── Data shown ──

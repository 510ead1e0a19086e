pub mod renderer;

pub use renderer::{RenderOptions, Renderer};
use std::time::Duration;

/// Session-level bookkeeping kept by the host, outside the engine
#[derive(Debug, Clone, Default)]
pub struct GameMetrics {
    /// Best score seen, seeded from the local store
    pub best_score: u32,
    pub games_played: u32,
    /// Whether the last finished game set a new best
    pub new_best: bool,
    /// Outcome of the last leaderboard submission, for display
    pub submission_status: Option<String>,
}

impl GameMetrics {
    pub fn new() -> Self {
        Self::default()
    }

    pub fn with_best_score(best_score: u32) -> Self {
        Self {
            best_score,
            ..Self::default()
        }
    }

    pub fn on_game_start(&mut self) {
        self.new_best = false;
        self.submission_status = None;
    }

    /// Record a finished game. Returns true if it set a new best score.
    pub fn on_game_over(&mut self, final_score: u32) -> bool {
        self.games_played += 1;
        self.new_best = final_score > self.best_score;
        if self.new_best {
            self.best_score = final_score;
        }
        self.new_best
    }
}

/// Format a duration as mm:ss
pub fn format_time(elapsed: Duration) -> String {
    let total_secs = elapsed.as_secs();
    let minutes = total_secs / 60;
    let seconds = total_secs % 60;
    format!("{:02}:{:02}", minutes, seconds)
}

───

Directions >>
Look through the entries for lines containing the word "finished" and return each one.

Result of the exercise >>
    /// Whether the last finished game set a new best
    /// Record a finished game. Returns true if it set a new best score.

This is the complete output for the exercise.